C'è un modo di fare informazione che non passa dalle parole: passa dal disegno. Gianluca Costantini lo pratica da anni, trasformando l'illustrazione in uno strumento di racconto civile.



Diritti umani e impegno civile
Artista, attivista e docente all'Accademia di Belle Arti di Bologna, ha fatto del segno una forma di presa di posizione. Diritti umani, libertà, battaglie civili globali: i suoi disegni non decorano un tema, lo interrogano. Collabora attivamente con organizzazioni come ActionAid, Amnesty International, ARCI e SOS Méditerranée, e ha documentato con i suoi disegni lo Human Rights Watch Film Festival di Londra, il FIFDH di Ginevra, il Festival dei Diritti Umani di Milano e il Festival di Internazionale a Ferrara.
“Mi piace illustrare il mondo e tutte le sue sfaccettature: dalla politica allo sport, dalla quotidianità all'architettura, tutto nutre la mia sete di conoscenza, tutto guida il mio tratto. Imprimo, illustrando, concetti e sensazioni che non devono andare persi.”

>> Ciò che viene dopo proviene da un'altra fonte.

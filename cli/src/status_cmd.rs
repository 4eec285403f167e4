//! `warden status` and `warden history`

use std::sync::Arc;

use clap::Parser;
use serde::Serialize;
use warden_backup::{BackupEntry, BackupManager};
use warden_core::ledger::{RepairLedger, RepairRecord, SummaryStats};
use warden_core::lock::{LockManager, LockName, LockStatus};
use warden_core::service::CommandServiceManager;
use warden_core::Settings;
use warden_upgrade::{UpgradeEntry, UpgradeHistory};

#[derive(Debug, Parser)]
pub struct StatusArgs {
    /// Output as JSON.
    #[arg(long = "json", short = 'j')]
    pub json: bool,
}

#[derive(Debug, Parser)]
pub struct HistoryArgs {
    /// Number of attempts to show, newest first.
    #[arg(long = "limit", short = 'n', default_value_t = 20)]
    pub limit: usize,

    /// Output as JSON.
    #[arg(long = "json", short = 'j')]
    pub json: bool,
}

#[derive(Debug, Serialize)]
struct StatusReport {
    gateway_url: String,
    repairs: SummaryStats,
    locks: Vec<LockStatus>,
    last_backup: Option<BackupEntry>,
    last_upgrade: Option<UpgradeEntry>,
}

pub(crate) fn run_status(settings: &Arc<Settings>, args: &StatusArgs) -> anyhow::Result<i32> {
    let ledger = RepairLedger::open(settings.repair_ledger_path())?;
    let locks = LockManager::new(settings.lock_dir(), settings.lock_staleness());
    let lock_states = LockName::ALL
        .iter()
        .map(|name| locks.status(*name))
        .collect::<Result<Vec<_>, _>>()?;
    let backups = BackupManager::new(
        settings.clone(),
        Arc::new(CommandServiceManager::new(settings.restart_command.clone())),
    );
    let report = StatusReport {
        gateway_url: settings.gateway_url.clone(),
        repairs: ledger.summary_stats(),
        locks: lock_states,
        last_backup: backups.latest()?,
        last_upgrade: UpgradeHistory::new(settings.upgrade_history_path())
            .entries()?
            .pop(),
    };

    if args.json {
        crate::print_json(&report)?;
    } else {
        print_status(&report);
    }
    Ok(0)
}

fn print_status(report: &StatusReport) {
    let stats = &report.repairs;
    println!("gateway:   {}", report.gateway_url);
    println!(
        "repairs:   {} total, {} succeeded, {} failed, {} in progress (auto-fix {}, agent {}), ${:.2} spent",
        stats.total,
        stats.success,
        stats.failed,
        stats.in_progress,
        stats.auto_fix,
        stats.agent,
        stats.total_cost_usd
    );
    if let Some(last) = stats.last_attempt {
        println!("last:      {}", last.format("%Y-%m-%d %H:%M:%S UTC"));
    }
    for (fingerprint, count) in &stats.by_fingerprint {
        println!("           {count:>4}  {fingerprint}");
    }

    for lock in &report.locks {
        let state = match (&lock.owner, lock.held) {
            (_, false) => "free".to_string(),
            (Some(owner), true) if lock.stale => format!("stale ({owner})"),
            (Some(owner), true) => format!("held by {owner}"),
            (None, true) => "held (owner unknown)".to_string(),
        };
        println!("lock {:<7} {state}", lock.name.as_str());
    }

    match &report.last_backup {
        Some(entry) => println!("backup:    {} ({} bytes)", entry.file_name, entry.size_bytes),
        None => println!("backup:    none"),
    }
    match &report.last_upgrade {
        Some(entry) => println!(
            "upgrade:   {} -> {} {} at {}",
            entry.from_version,
            entry.to_version,
            entry.status.as_str(),
            entry.timestamp.format("%Y-%m-%d %H:%M:%S UTC")
        ),
        None => println!("upgrade:   none"),
    }
}

pub(crate) fn run_history(settings: &Settings, args: &HistoryArgs) -> anyhow::Result<i32> {
    let ledger = RepairLedger::open(settings.repair_ledger_path())?;
    let records: Vec<&RepairRecord> = ledger.recent(args.limit);

    if args.json {
        crate::print_json(&records)?;
        return Ok(0);
    }
    if records.is_empty() {
        println!("no repair attempts recorded");
        return Ok(0);
    }
    for record in records {
        println!(
            "{}  {:<8}  {:<8}  ${:>6.2}  {:>3} turns  {}",
            record.started_at.format("%Y-%m-%d %H:%M:%S"),
            record.status.as_str(),
            record.repair_type.as_str(),
            record.cost_usd,
            record.turns,
            record.fingerprint
        );
        if let Some(resolution) = &record.resolution {
            println!("    {resolution}");
        }
    }
    Ok(0)
}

Graphic journalism e ricerca calligrafica
Il suo tratto nasce da una ricerca calligrafica del segno, con uno stile inconfondibile e un'impostazione da graphic journalism. Le sue opere sono spesso storie: indagano la realtà, la rielaborano, mettono in discussione lo sguardo di chi guarda. L'illustrazione, nella sua visione, è insieme rappresentazione del mondo e sua archiviazione.


In libreria ha firmato graphic novel dedicate a figure come Ai Weiwei, realizzata insieme all'artista stesso, Xi Jinping, Patrick Zaki e Zelensky; sulle pagine dei giornali lavora con testate come il Corriere della Sera, Internazionale, Le Monde diplomatique, la CNN e Il Tennis Italiano, con ritratti e reportage disegnati che danno volto a storie e figure del nostro tempo.